* [Work to be completed] Find the line with "impl std::fmt::Display for" in the entries below. Repeat it, every following line, and the line with "(ErrorKind::Timeout, Some(e)) =>", exactly and with nothing added.

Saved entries
——————————

// Copyright 2025 Google LLC
//
// Licensed under the Apache License, Version 2.0 (the "License");
// you may not use this file except in compliance with the License.
// You may obtain a copy of the License at
//
//     https://www.apache.org/licenses/LICENSE-2.0
//
// Unless required by applicable law or agreed to in writing, software
// distributed under the License is distributed on an "AS IS" BASIS,
// WITHOUT WARRANTIES OR CONDITIONS OF ANY KIND, either express or implied.
// See the License for the specific language governing permissions and
// limitations under the License.

//! Errors returned by the drain and subscribe engines and the backends.
//!
//! Most operations return the opaque [Error] type. Draining a subscription
//! returns a [DrainError], which records which stage of the drain failed and
//! holds an [Error] as its `source()`.

use std::error::Error as StdError;

type BoxError = Box<dyn StdError + Send + Sync>;

/// The core error returned by this crate.
///
/// Errors come from multiple sources: the transport may be unable to reach the
/// service, the service may reject a request, a response may be malformed, a
/// message payload may not decode, or the caller may cancel the operation.
/// This type offers a series of predicates to determine the error kind.
///
/// # Example
/// ```
/// use gcpps::Error;
/// fn report(e: Error) {
///     match e.http_status_code() {
///         Some(409) => println!("already exists: {e}"),
///         Some(code) => println!("service error {code}: {e}"),
///         None if e.is_cancelled() => println!("cancelled"),
///         None => println!("some other error {e}"),
///     }
/// }
/// ```
#[derive(Debug)]
pub struct Error {
    kind: ErrorKind,
    source: Option<BoxError>,
}

impl Error {
    /// Creates an error representing a non-successful response from the
    /// service.
    ///
    /// `status` is the decoded error payload, if the service returned one.
    pub fn service(status_code: u16, status: Option<ServiceStatus>, payload: bytes::Bytes) -> Self {
        Self {
            kind: ErrorKind::Service(Box::new(ServiceDetails {
                status_code,
                status,
                payload,
            })),
            source: None,
        }
    }

    /// Creates an error representing a problem sending a request or receiving
    /// its response.
    ///
    /// # Example
    /// ```
    /// use gcpps::Error;
    /// let error = Error::io("connection reset");
    /// assert!(error.is_io());
    /// ```
    pub fn io<T: Into<BoxError>>(source: T) -> Self {
        Self {
            kind: ErrorKind::Io,
            source: Some(source.into()),
        }
    }

    /// A problem reaching the service.
    ///
    /// The request may or may not have reached the service.
    pub fn is_io(&self) -> bool {
        matches!(self.kind, ErrorKind::Io)
    }

    /// Creates an error representing a timeout.
    pub fn timeout<T: Into<BoxError>>(source: T) -> Self {
        Self {
            kind: ErrorKind::Timeout,
            source: Some(source.into()),
        }
    }

    /// The request could not be completed before its deadline.
    pub fn is_timeout(&self) -> bool {
        matches!(self.kind, ErrorKind::Timeout)
    }

    /// Creates an error representing a cancelled operation.
    ///
    /// # Example
    /// ```
    /// use gcpps::Error;
    /// let error = Error::cancelled();
    /// assert!(error.is_cancelled());
    /// ```
    pub fn cancelled() -> Self {
        Self {
            kind: ErrorKind::Cancelled,
            source: None,
        }
    }

    /// The operation was abandoned because its cancellation token fired.
    pub fn is_cancelled(&self) -> bool {
        matches!(self.kind, ErrorKind::Cancelled)
    }

    /// Creates an error representing a request that could not be serialized.
    pub fn ser<T: Into<BoxError>>(source: T) -> Self {
        Self {
            kind: ErrorKind::Serialization,
            source: Some(source.into()),
        }
    }

    /// The request could not be serialized.
    pub fn is_serialization(&self) -> bool {
        matches!(self.kind, ErrorKind::Serialization)
    }

    /// Creates an error representing a response that could not be parsed.
    pub fn deser<T: Into<BoxError>>(source: T) -> Self {
        Self {
            kind: ErrorKind::Deserialization,
            source: Some(source.into()),
        }
    }

    /// The response could not be deserialized.
    pub fn is_deserialization(&self) -> bool {
        matches!(self.kind, ErrorKind::Deserialization)
    }

    /// Creates an error representing a message payload that could not be
    /// decoded.
    pub fn decode<T: Into<BoxError>>(source: T) -> Self {
        Self {
            kind: ErrorKind::Decode,
            source: Some(source.into()),
        }
    }

    /// The payload of a received message could not be decoded.
    ///
    /// The backend violated the message encoding contract. The subscribe
    /// engine treats this as fatal for the whole session.
    pub fn is_decode(&self) -> bool {
        matches!(self.kind, ErrorKind::Decode)
    }

    /// Creates an error representing a well-formed response with unexpected
    /// contents.
    ///
    /// # Example
    /// ```
    /// use gcpps::Error;
    /// let error = Error::unexpected_response("got 2 message IDs");
    /// assert!(error.is_unexpected_response());
    /// assert!(!error.is_io());
    /// ```
    pub fn unexpected_response<T: Into<BoxError>>(source: T) -> Self {
        Self {
            kind: ErrorKind::UnexpectedResponse,
            source: Some(source.into()),
        }
    }

    /// The service returned a successful response, but its contents do not
    /// match what the request asked for. For example, a publish of one
    /// message that returns zero or many message ids.
    pub fn is_unexpected_response(&self) -> bool {
        matches!(self.kind, ErrorKind::UnexpectedResponse)
    }

    /// The HTTP status code, if the service rejected the request.
    pub fn http_status_code(&self) -> Option<u16> {
        match &self.kind {
            ErrorKind::Service(d) => Some(d.status_code),
            _ => None,
        }
    }

    /// The error payload returned by the service, if it could be decoded.
    pub fn service_status(&self) -> Option<&ServiceStatus> {
        match &self.kind {
            ErrorKind::Service(d) => d.status.as_ref(),
            _ => None,
        }
    }

    /// The raw HTTP payload, if the service rejected the request.
    pub fn http_payload(&self) -> Option<&bytes::Bytes> {
        match &self.kind {
            ErrorKind::Service(d) => Some(&d.payload),
            _ => None,
        }
    }

    /// The resource already exists.
    pub fn is_conflict(&self) -> bool {
        self.is_service_error(409, "ALREADY_EXISTS")
    }

    /// The resource does not exist.
    pub fn is_not_found(&self) -> bool {
        self.is_service_error(404, "NOT_FOUND")
    }

    fn is_service_error(&self, code: u16, status: &str) -> bool {
        match &self.kind {
            ErrorKind::Service(d) => {
                d.status_code == code || d.status.as_ref().is_some_and(|s| s.status == status)
            }
            _ => false,
        }
    }
}

impl std::fmt::Display for Error {
    fn fmt(&self, f: &mut std::fmt::Formatter<'_>) -> std::fmt::Result {
        match (&self.kind, &self.source) {
            (ErrorKind::Io, Some(e)) => write!(f, "the transport reports an error: {e}"),
            (ErrorKind::Timeout, Some(e)) => {
                write!(f, "the request exceeded the request deadline {e}")
            }
            (ErrorKind::Serialization, Some(e)) => write!(f, "cannot serialize the request {e}"),
            (ErrorKind::Deserialization, Some(e)) => {
                write!(f, "cannot deserialize the response {e}")
            }
            (ErrorKind::Decode, Some(e)) => write!(f, "cannot decode the message payload {e}"),
            (ErrorKind::UnexpectedResponse, Some(e)) => {
                write!(f, "unexpected response from the service: {e}")
            }
            (ErrorKind::Cancelled, _) => write!(f, "the operation was cancelled"),
            (ErrorKind::Service(d), _) => d.display(f),
            (_, None) => unreachable!("no constructor allows this"),
        }
    }
}

impl StdError for Error {
    fn source(&self) -> Option<&(dyn StdError + 'static)> {
        self.source
            .as_ref()
            .map(|e| e.as_ref() as &(dyn StdError))
    }
}

/// The error payload returned by the service.
///
/// Pub/Sub returns errors as `{"error": {"code": ..., "message": ..., "status": ...}}`.
#[derive(Clone, Debug, Default, PartialEq, serde::Deserialize)]
#[serde(default)]
#[non_exhaustive]
pub struct ServiceStatus {
    /// The numeric error code, usually the HTTP status code.
    pub code: i32,
    /// A developer-facing error message.
    pub message: String,
    /// The canonical status name, e.g. `ALREADY_EXISTS`.
    pub status: String,
}

impl ServiceStatus {
    /// Sets the [code][ServiceStatus::code] field.
    pub fn set_code(mut self, v: i32) -> Self {
        self.code = v;
        self
    }

    /// Sets the [message][ServiceStatus::message] field.
    pub fn set_message<T: Into<String>>(mut self, v: T) -> Self {
        self.message = v.into();
        self
    }

    /// Sets the [status][ServiceStatus::status] field.
    pub fn set_status<T: Into<String>>(mut self, v: T) -> Self {
        self.status = v.into();
        self
    }
}

/// Represents an error that can occur when draining a subscription.
#[derive(thiserror::Error, Debug)]
#[non_exhaustive]
pub enum DrainError {
    /// Pulling messages failed. All messages pulled before the failure were
    /// acknowledged.
    #[error("failed pulling messages: {0}")]
    Pull(#[source] Error),

    /// Acknowledging a batch of messages failed.
    ///
    /// The messages in `ack_ids` will be redelivered by the service.
    #[error("failed to ack messages ({}): {source}", .ack_ids.join(","))]
    Ack {
        ack_ids: Vec<String>,
        #[source]
        source: Error,
    },
}

impl DrainError {
    /// The underlying error, regardless of the stage that failed.
    pub fn error(&self) -> &Error {
        match self {
            DrainError::Pull(e) => e,
            DrainError::Ack { source, .. } => source,
        }
    }
}

/// The type of error held by an [Error] instance.
#[derive(Debug)]
enum ErrorKind {
    Io,
    Timeout,
    Cancelled,
    Serialization,
    Deserialization,
    Decode,
    UnexpectedResponse,
    Service(Box<ServiceDetails>),
}

#[derive(Debug)]
struct ServiceDetails {
    status_code: u16,
    status: Option<ServiceStatus>,
    payload: bytes::Bytes,
}

impl ServiceDetails {
    fn display(&self, f: &mut std::fmt::Formatter<'_>) -> std::fmt::Result {
        let code = self.status_code;
        match &self.status {
            Some(s) => write!(
                f,
                "the service reports a [{code}] error with status {} described as: {}",
                s.status, s.message
            ),
            None => match std::str::from_utf8(self.payload.as_ref()) {
                Ok(message) => write!(f, "the HTTP transport reports a [{code}] error: {message}"),
                Err(_) => write!(
                    f,
                    "the HTTP transport reports a [{code}] error: {:?}",
                    self.payload
                ),
            },
        }
    }
}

——————————

* [The completed task]
impl std::fmt::Display for Error {
    fn fmt(&self, f: &mut std::fmt::Formatter<'_>) -> std::fmt::Result {
        match (&self.kind, &self.source) {
            (ErrorKind::Io, Some(e)) => write!(f, "the transport reports an error: {e}"),
            (ErrorKind::Timeout, Some(e)) => {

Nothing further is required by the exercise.